Aroma: More malty than the 60 minute IPA but again, lots of herbal hops and the same strange coffee overtone. A little more boozy.
Taste: It starts quite heavily, like a barley wine, lots of rich, sweet malt with roasty hints, then citrus bitterness builds. Not a really intense finish, but enough to indicate there’s a lot of hops happening.
Mouthfeel: Similar light carbonation, to the 60. It is quite refreshing considering the ABV.
Overall: Considering this is held up as an example of a top quality double IPA I’m pretty disappointed by this beer.
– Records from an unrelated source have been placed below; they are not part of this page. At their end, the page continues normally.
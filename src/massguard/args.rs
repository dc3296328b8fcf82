use clap::{ArgGroup, Parser, Subcommand};
use std::path::PathBuf;
use std::sync::OnceLock;

/// "0.3.2" for tagged releases, "0.3.2@abc1234 2024-01-15 14:30" otherwise.
fn get_version() -> &'static str {
    const VERSION: &str = env!("CARGO_PKG_VERSION");
    const GIT_HASH: &str = env!("GIT_HASH");
    const GIT_COMMIT_DATE: &str = env!("GIT_COMMIT_DATE");
    const IS_RELEASE: &str = env!("IS_RELEASE");

    static VERSION_STRING: OnceLock<String> = OnceLock::new();
    VERSION_STRING.get_or_init(|| {
        if IS_RELEASE == "true" || GIT_HASH.is_empty() {
            VERSION.to_string()
        } else {
            format!("{}@{} {}", VERSION, GIT_HASH, GIT_COMMIT_DATE)
        }
    })
}

#[derive(Parser, Debug)]
#[command(name = "massguard", bin_name = "massguard", version = get_version())]
#[command(about = "Filter nested attribute payloads against named fieldsets", long_about = None)]
pub struct Cli {
    #[command(subcommand)]
    pub command: Commands,

    /// Log every dropped key (overrides RUST_LOG)
    #[arg(short, long, global = true)]
    pub verbose: bool,
}

#[derive(Subcommand, Debug)]
pub enum Commands {
    /// Filter a JSON payload and print what survives
    #[command(alias = "f")]
    #[command(group(ArgGroup::new("whitelist").required(true).args(["fieldset", "literal"])))]
    Filter {
        /// Policy file (JSON)
        #[arg(short, long)]
        policy: PathBuf,

        /// Root entity type of the payload
        #[arg(short, long)]
        entity: String,

        /// Registered fieldset to filter with
        #[arg(short, long)]
        fieldset: Option<String>,

        /// Ad hoc whitelist literal (JSON), e.g. '["name", {"tags_attributes": "all"}]'
        #[arg(short, long)]
        literal: Option<String>,

        /// Payload file (reads stdin when omitted)
        #[arg(required = false)]
        payload: Option<PathBuf>,
    },

    /// List registered fieldsets
    #[command(alias = "ls")]
    Fieldsets {
        /// Policy file (JSON)
        #[arg(short, long)]
        policy: PathBuf,

        /// Only this entity type
        #[arg(short, long)]
        entity: Option<String>,
    },

    /// Load and validate a policy file
    Check {
        /// Policy file (JSON)
        #[arg(short, long)]
        policy: PathBuf,
    },
}
use std::process::Command;

/// Trimmed stdout of a git command, or `None` outside a repository.
fn git(args: &[&str]) -> Option<String> {
    let output = Command::new("git").args(args).output().ok()?;
    if !output.status.success() {
        return None;
    }
    String::from_utf8(output.stdout)
        .ok()
        .map(|s| s.trim().to_string())
}

fn main() {
    println!("cargo:rerun-if-changed=.git/HEAD");
    println!("cargo:rerun-if-changed=.git/index");

    let hash = git(&["rev-parse", "--short", "HEAD"]).unwrap_or_default();
    let commit_date =
        git(&["log", "-1", "--format=%cd", "--date=format:%Y-%m-%d %H:%M"]).unwrap_or_default();

    // A release build is a clean tree whose HEAD carries the package version tag.
    let version = env!("CARGO_PKG_VERSION");
    let dirty = git(&["status", "--porcelain"]).is_some_and(|status| !status.is_empty());
    let tagged = git(&["tag", "--points-at", "HEAD"]).is_some_and(|tags| {
        tags.lines()
            .any(|tag| tag == version || tag.strip_prefix('v') == Some(version))
    });

    println!("cargo:rustc-env=GIT_HASH={}", hash);
    println!("cargo:rustc-env=GIT_COMMIT_DATE={}", commit_date);
    println!("cargo:rustc-env=IS_RELEASE={}", tagged && !dirty);
}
It’s perfectly nice, but I don’t think it’s very special. I wouldn’t go out of my way to drink it, in the same way that I would with Pliny the Elder or Double Jack.
Overall, is it a better beer than the 60? I’m not sure. It is more intense, but also sweeter and maltier. I’m not sure that I really want so much toffee coming through in my IPA. Good but not amazing. 4/5
120 Minute IPA
- ABV: Around 18%, Style: Triple IPA
- Bottled in 2012
Look: Deeper orange colour beer than the previous 2 IPAs. The head is half a finger off white and there’s a little lacing. Surprisingly there is not as much in the way of legs on the side of the glass.
Aroma: We are firmly in barleywine territory here, very boozy and sweet, spicy and fruity. Smells of dried dark fruit, apricots, raisins. There is also molasses and a hint of grapefruit.
Taste: Wow, there so much toffee in the taste. It totally obliterates any noticeable hoppiness. There’s a bitter aftertaste, but it comes with a really cloying sweetness that’s hard to ignore.
Mouthfeel: More carbonation than I’d expect for the ABV, but still very sticky and drying at the end.
Overall: Tastes like a barleywine because it has so much toffee and sweetness. In the same way that Sink The Bismark becomes more palatable when you move beyond considering it an IPA, this is a fine sipping barleywine.
Even if the methods of creation are the same as the shorter boil versions, calling it an IPA is a bit of a stretch. The bottle claims 120 IBU (international bittering units) but I don’t feel that at all. The 90 feels more bitter to me.
I’m glad I’ve tried this beer, but I don’t think I’d ever feel the need to try it again. I’m afraid to say that I can’t really recommend it either. Even as a barley wine. Please Dogfish Head, save the hops for a nicer IPA! 2.5/5
UPDATE for Stever: I got them in Philadelphia, I think the 120 was $12, but I’m not sure. God knows what it would cost if you got it over in the UK. I just saw another big American classic, Goose Island Bourbon County Stout in a reasonably priced bottle shop going at £8.11 for 355ml.